Meadows pushed back Tuesday on the impression House Speaker Paul Ryan gave that Republicans are all discussing the same version of a repeal.
“I can tell you from a ‘everybody is on the same plan or discussing the same plan’ — that obviously is not accurate, based on the number of public statements and really legitimate concerns that my colleagues here in the House and Sen. Rand Paul’s in the Senate have,” Meadows said.
The conservative group maintains that Congress should vote on a similar repeal bill to the one that was passed in 2016. Paul said that repeal and replace could happen on the same day, but that the GOP should split the measures into separate bills.
“I think it needs to be a separate package,” Paul said, arguing that on its own, the repeal that Congress passed in 2016 with party-line support would have a similarly easy time being approved. “The replacement or Medicaid expansion could be separate votes.”
The GOP is split on how to replace large swaths of Obamacare and how to pay for its own health care alternatives. (RELATED: Divide Over Medicaid Remains Following Bipartisan Meeting)
The repeal draft released last week would finance itself by ending a tax deduction for some employer-based health care plans — a provision that has attracted significant pushback.
“The tax increase — and make no bones about it, it is a tax increase on hardworking Americans — would actually have a chilling effect on those that get … employer-based health care,” Meadows said Tuesday.

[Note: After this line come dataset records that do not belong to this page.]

//! Trace Driver Unit Tests.
//!
//! Verifies the record grammar, malformed-line recovery, and the replay
//! contract: loads/stores issue one access, modifies issue two
//! back-to-back accesses, instruction fetches issue none.

use std::io::Cursor;
use std::io::Write;

use csim_core::cache::Cache;
use csim_core::config::CacheConfig;
use csim_core::error::ParseRecordError;
use csim_core::trace::{TraceOp, TraceRecord, replay, replay_file};
use pretty_assertions::assert_eq;
use rstest::rstest;

// ──────────────────────────────────────────────────────────
// Helper: build a cache from raw geometry
// ──────────────────────────────────────────────────────────

fn cache(set_bits: u32, ways: usize, block_bits: u32) -> Cache {
    Cache::new(&CacheConfig {
        set_bits,
        ways,
        block_bits,
    })
    .unwrap()
}

// ══════════════════════════════════════════════════════════
// 1. Record grammar
// ══════════════════════════════════════════════════════════

#[rstest]
#[case(" L 10,1", TraceOp::Load, 0x10, 1)]
#[case(" S 7ff0005c8,8", TraceOp::Store, 0x7_ff00_05c8, 8)]
#[case(" M 20,4", TraceOp::Modify, 0x20, 4)]
#[case("I 0400d7d4,8", TraceOp::Instruction, 0x0400_d7d4, 8)]
fn parses_well_formed_records(
    #[case] line: &str,
    #[case] op: TraceOp,
    #[case] addr: u64,
    #[case] size: u32,
) {
    let record: TraceRecord = line.parse().unwrap();
    assert_eq!(record, TraceRecord { op, addr, size });
}

#[rstest]
#[case("", ParseRecordError::Empty)]
#[case("   ", ParseRecordError::Empty)]
#[case(" X 10,1", ParseRecordError::UnknownKind('X'))]
#[case(" L 10", ParseRecordError::MissingAddress)]
#[case(" L zz,1", ParseRecordError::InvalidAddress("zz".to_string()))]
#[case(" L 10,notasize", ParseRecordError::InvalidSize("notasize".to_string()))]
#[case(" L 10,", ParseRecordError::InvalidSize(String::new()))]
fn rejects_malformed_records(#[case] line: &str, #[case] expected: ParseRecordError) {
    let err = line.parse::<TraceRecord>().unwrap_err();
    assert_eq!(err, expected);
}

// ══════════════════════════════════════════════════════════
// 2. Replay semantics
// ══════════════════════════════════════════════════════════

/// An M record on a cold address is exactly one miss followed by one hit:
/// the store half always observes the line the load half installed.
#[test]
fn modify_on_cold_address_is_miss_then_hit() {
    let mut cache = cache(4, 1, 4);

    let summary = replay(&mut cache, Cursor::new(" M 10,1\n")).unwrap();
    assert_eq!(summary.records, 1);
    assert_eq!(summary.accesses, 2);
    assert_eq!(summary.skipped, 0);

    let counters = cache.counters();
    assert_eq!(counters.hits, 1);
    assert_eq!(counters.misses, 1);
    assert_eq!(counters.evictions, 0);
}

/// Instruction fetches are parsed but never reach the cache.
#[test]
fn instruction_records_are_ignored() {
    let mut cache = cache(4, 1, 4);

    let summary = replay(&mut cache, Cursor::new("I 400d7d4,8\nI 400d7d8,8\n")).unwrap();
    assert_eq!(summary.records, 2);
    assert_eq!(summary.accesses, 0);
    assert_eq!(cache.counters().hits + cache.counters().misses, 0);
}

/// Loads and stores each issue exactly one access.
#[test]
fn load_then_store_same_block() {
    let mut cache = cache(4, 1, 4);

    let summary = replay(&mut cache, Cursor::new(" L 10,1\n S 18,1\n")).unwrap();
    assert_eq!(summary.accesses, 2);

    let counters = cache.counters();
    assert_eq!(counters.hits, 1, "0x18 shares 0x10's 16-byte block");
    assert_eq!(counters.misses, 1);
}

/// Malformed lines are skipped without aborting the replay, and blank
/// lines are not counted at all.
#[test]
fn malformed_lines_are_skipped() {
    let mut cache = cache(4, 1, 4);

    let input = "not a record\n\n L 10,1\n Q 20,1\n L 10,1\n";
    let summary = replay(&mut cache, Cursor::new(input)).unwrap();
    assert_eq!(summary.records, 2);
    assert_eq!(summary.skipped, 2);

    let counters = cache.counters();
    assert_eq!(counters.hits, 1);
    assert_eq!(counters.misses, 1);
}

// ══════════════════════════════════════════════════════════
// 3. File replay
// ══════════════════════════════════════════════════════════

/// The classic small trace, hand-checked against (s=4, E=1, b=4):
/// set = (addr/16) % 16, tag = addr/256. Addresses 0x10, 0x18, 0x110,
/// 0x210, and 0x12 all land in set 1 with three distinct tags, so the
/// direct-mapped set thrashes.
#[test]
fn replays_trace_file_end_to_end() {
    let mut file = tempfile::NamedTempFile::new().unwrap();
    write!(
        file,
        "L 10,1\nM 20,1\nL 22,1\nS 18,1\nL 110,1\nL 210,1\nM 12,1\n"
    )
    .unwrap();

    let mut cache = cache(4, 1, 4);
    let summary = replay_file(&mut cache, file.path()).unwrap();
    assert_eq!(summary.records, 7);
    assert_eq!(summary.accesses, 9);

    let counters = cache.counters();
    assert_eq!(counters.hits, 4);
    assert_eq!(counters.misses, 5);
    assert_eq!(counters.evictions, 3);
}

/// A missing trace file is a fatal I/O error, not a skipped record.
#[test]
fn missing_trace_file_is_fatal() {
    let mut cache = cache(4, 1, 4);
    assert!(replay_file(&mut cache, "/nonexistent/trace.vgt").is_err());
}
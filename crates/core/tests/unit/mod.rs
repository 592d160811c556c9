//! # Unit Components
//!
//! This module serves as the central hub for the simulator's unit tests.
//! It organizes coverage for the cache model, configuration handling,
//! trace parsing/replay, and statistics output.




/// Unit tests for trace parsing and replay semantics.
///
/// Covers the record grammar, malformed-line recovery, and the
/// one-access/two-access replay contract.
pub mod trace;
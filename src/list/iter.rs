use std::{iter::FusedIterator, slice, vec};

use super::segment::Segment;

/// Итератор по ссылкам на элементы [`SegmentedList`](super::SegmentedList).
pub struct Iter<'a, T> {
    segments: slice::Iter<'a, Segment<T>>,
    current: slice::Iter<'a, T>,
    remaining: usize,
}

/// Итератор по изменяемым ссылкам на элементы.
pub struct IterMut<'a, T> {
    segments: slice::IterMut<'a, Segment<T>>,
    current: slice::IterMut<'a, T>,
    remaining: usize,
}

/// Потребляющий итератор: сегменты разбираются по одному.
pub struct IntoIter<T> {
    segments: vec::IntoIter<Segment<T>>,
    current: vec::IntoIter<T>,
    remaining: usize,
}

////////////////////////////////////////////////////////////////////////////////
// Собственные методы
////////////////////////////////////////////////////////////////////////////////

impl<'a, T> Iter<'a, T> {
    pub(crate) fn new(
        segments: &'a [Segment<T>],
        len: usize,
    ) -> Self {
        Self {
            segments: segments.iter(),
            current: <&[T]>::default().iter(),
            remaining: len,
        }
    }
}

impl<'a, T> IterMut<'a, T> {
    pub(crate) fn new(
        segments: &'a mut [Segment<T>],
        len: usize,
    ) -> Self {
        Self {
            segments: segments.iter_mut(),
            current: <&mut [T]>::default().iter_mut(),
            remaining: len,
        }
    }
}

impl<T> IntoIter<T> {
    pub(crate) fn new(
        segments: Vec<Segment<T>>,
        len: usize,
    ) -> Self {
        Self {
            segments: segments.into_iter(),
            current: Vec::new().into_iter(),
            remaining: len,
        }
    }
}

////////////////////////////////////////////////////////////////////////////////
// Общие реализации трейтов
////////////////////////////////////////////////////////////////////////////////

impl<'a, T> Iterator for Iter<'a, T> {
    type Item = &'a T;

    fn next(&mut self) -> Option<Self::Item> {
        loop {
            if let Some(item) = self.current.next() {
                self.remaining -= 1;
                return Some(item);
            }
            self.current = self.segments.next()?.iter();
        }
    }

    fn size_hint(&self) -> (usize, Option<usize>) {
        (self.remaining, Some(self.remaining))
    }
}

impl<'a, T> Iterator for IterMut<'a, T> {
    type Item = &'a mut T;

    fn next(&mut self) -> Option<Self::Item> {
        loop {
            if let Some(item) = self.current.next() {
                self.remaining -= 1;
                return Some(item);
            }
            self.current = self.segments.next()?.iter_mut();
        }
    }

    fn size_hint(&self) -> (usize, Option<usize>) {
        (self.remaining, Some(self.remaining))
    }
}

impl<T> Iterator for IntoIter<T> {
    type Item = T;

    fn next(&mut self) -> Option<Self::Item> {
        loop {
            if let Some(item) = self.current.next() {
                self.remaining -= 1;
                return Some(item);
            }
            self.current = self.segments.next()?.into_vec().into_iter();
        }
    }

    fn size_hint(&self) -> (usize, Option<usize>) {
        (self.remaining, Some(self.remaining))
    }
}

impl<T> ExactSizeIterator for Iter<'_, T> {}
impl<T> ExactSizeIterator for IterMut<'_, T> {}
impl<T> ExactSizeIterator for IntoIter<T> {}

impl<T> FusedIterator for Iter<'_, T> {}
impl<T> FusedIterator for IterMut<'_, T> {}
impl<T> FusedIterator for IntoIter<T> {}

impl<T> Clone for Iter<'_, T> {
    fn clone(&self) -> Self {
        Self {
            segments: self.segments.clone(),
            current: self.current.clone(),
            remaining: self.remaining,
        }
    }
}
use std::{
    hint::black_box,
    time::{Duration, Instant},
};

use rand::{rngs::StdRng, Rng, SeedableRng};
use seglist_error::{ResultExt, SegResult};
use tracing::{debug, info, info_span};

use super::reference::ListOps;
use crate::config::HarnessSettings;

/// Время трёх фаз замера для одной реализации.
#[derive(Debug, Clone, Copy, PartialEq, Eq)]
pub struct PhaseTimings {
    pub add: Duration,
    pub remove: Duration,
    pub get: Duration,
}

impl PhaseTimings {
    pub fn total(&self) -> Duration {
        self.add + self.remove + self.get
    }
}

/// Замер фазы в миллисекундах; нулевое время округляется до 1 мс.
pub fn millis(d: Duration) -> u64 {
    u64::try_from(d.as_millis()).unwrap_or(u64::MAX).max(1)
}

/// Воспроизводит фазы add/remove/get на любой реализации [`ListOps`].
///
/// Каждая фаза начинается с генератора, засеянного одним и тем же зерном,
/// поэтому все реализации получают одинаковую последовательность индексов.
#[derive(Debug, Clone)]
pub struct TimingHarness {
    test_size: usize,
    add_size: usize,
    remove_step: usize,
    get_step: usize,
    rounds: usize,
    seed: u64,
}

impl TimingHarness {
    /// Без зерна в настройках берётся случайное; узнать его можно через
    /// [`seed`](Self::seed).
    pub fn new(settings: &HarnessSettings) -> Self {
        Self {
            test_size: settings.test_size,
            add_size: settings.add_size,
            remove_step: settings.remove_step,
            get_step: settings.get_step,
            rounds: settings.rounds,
            seed: settings.seed.unwrap_or_else(rand::random),
        }
    }

    pub fn seed(&self) -> u64 {
        self.seed
    }

    fn rng(&self) -> StdRng {
        StdRng::seed_from_u64(self.seed)
    }

    /// Прогоняет все три фазы. Список очищается после каждой фазы.
    pub fn run(
        &self,
        list: &mut dyn ListOps<u64>,
    ) -> SegResult<PhaseTimings> {
        let span = info_span!("bench", implementation = list.name());
        let _guard = span.enter();

        let add = self.phase_add(list).context("add phase")?;
        info!(phase = "add", elapsed_ms = millis(add), "phase finished");

        let remove = self.phase_remove(list).context("remove phase")?;
        info!(
            phase = "remove",
            elapsed_ms = millis(remove),
            "phase finished"
        );

        let get = self.phase_get(list).context("get phase")?;
        info!(phase = "get", elapsed_ms = millis(get), "phase finished");

        Ok(PhaseTimings { add, remove, get })
    }

    fn fill(
        &self,
        list: &mut dyn ListOps<u64>,
    ) {
        for v in 0..self.test_size as u64 {
            list.push(v);
        }
    }

    /// `add_size` вставок в случайную позицию из `0..=len`, затем очистка;
    /// повторяется `rounds` раз.
    fn phase_add(
        &self,
        list: &mut dyn ListOps<u64>,
    ) -> SegResult<Duration> {
        let mut rng = self.rng();
        let start = Instant::now();

        for _ in 0..self.rounds {
            for v in 0..self.add_size as u64 {
                let index = rng.gen_range(0..=list.len());
                list.insert_at(index, v)?;
            }
            list.clear();
        }

        Ok(start.elapsed())
    }

    /// На каждый `remove_step` текущей длины удаляется элемент в случайной
    /// позиции из `0..len`.
    fn phase_remove(
        &self,
        list: &mut dyn ListOps<u64>,
    ) -> SegResult<Duration> {
        self.fill(list);
        let mut rng = self.rng();
        let start = Instant::now();

        for _ in 0..self.rounds {
            let mut j = 0;
            while j < list.len() {
                let index = rng.gen_range(0..list.len());
                list.remove_at(index)?;
                j += self.remove_step;
            }
        }

        let elapsed = start.elapsed();
        debug!(remaining = list.len(), "remove phase drained");
        list.clear();
        Ok(elapsed)
    }

    fn phase_get(
        &self,
        list: &mut dyn ListOps<u64>,
    ) -> SegResult<Duration> {
        self.fill(list);
        let mut rng = self.rng();
        let start = Instant::now();

        for _ in 0..self.rounds {
            let mut j = 0;
            while j < list.len() {
                let index = rng.gen_range(0..list.len());
                black_box(list.get_at(index)?);
                j += self.get_step;
            }
        }

        let elapsed = start.elapsed();
        list.clear();
        Ok(elapsed)
    }
}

The group supports alternative measures, such as one included in Paul’s own Obamacare replacement plan, to extend a similar tax deduction for health insurance purchased by associations and individuals.
When asked whether resistance to the leadership’s proposals would endanger Obamacare repeal, the answer was a resounding no.
“Not at all — we actually think you should do what you said you’d do,” Rep. Jim Jordan, a former leader of the Freedom Caucus, told reporters, calling the conservative option “the one plan that’s consistent with what the voters expect us to do and what they sent us here to do.”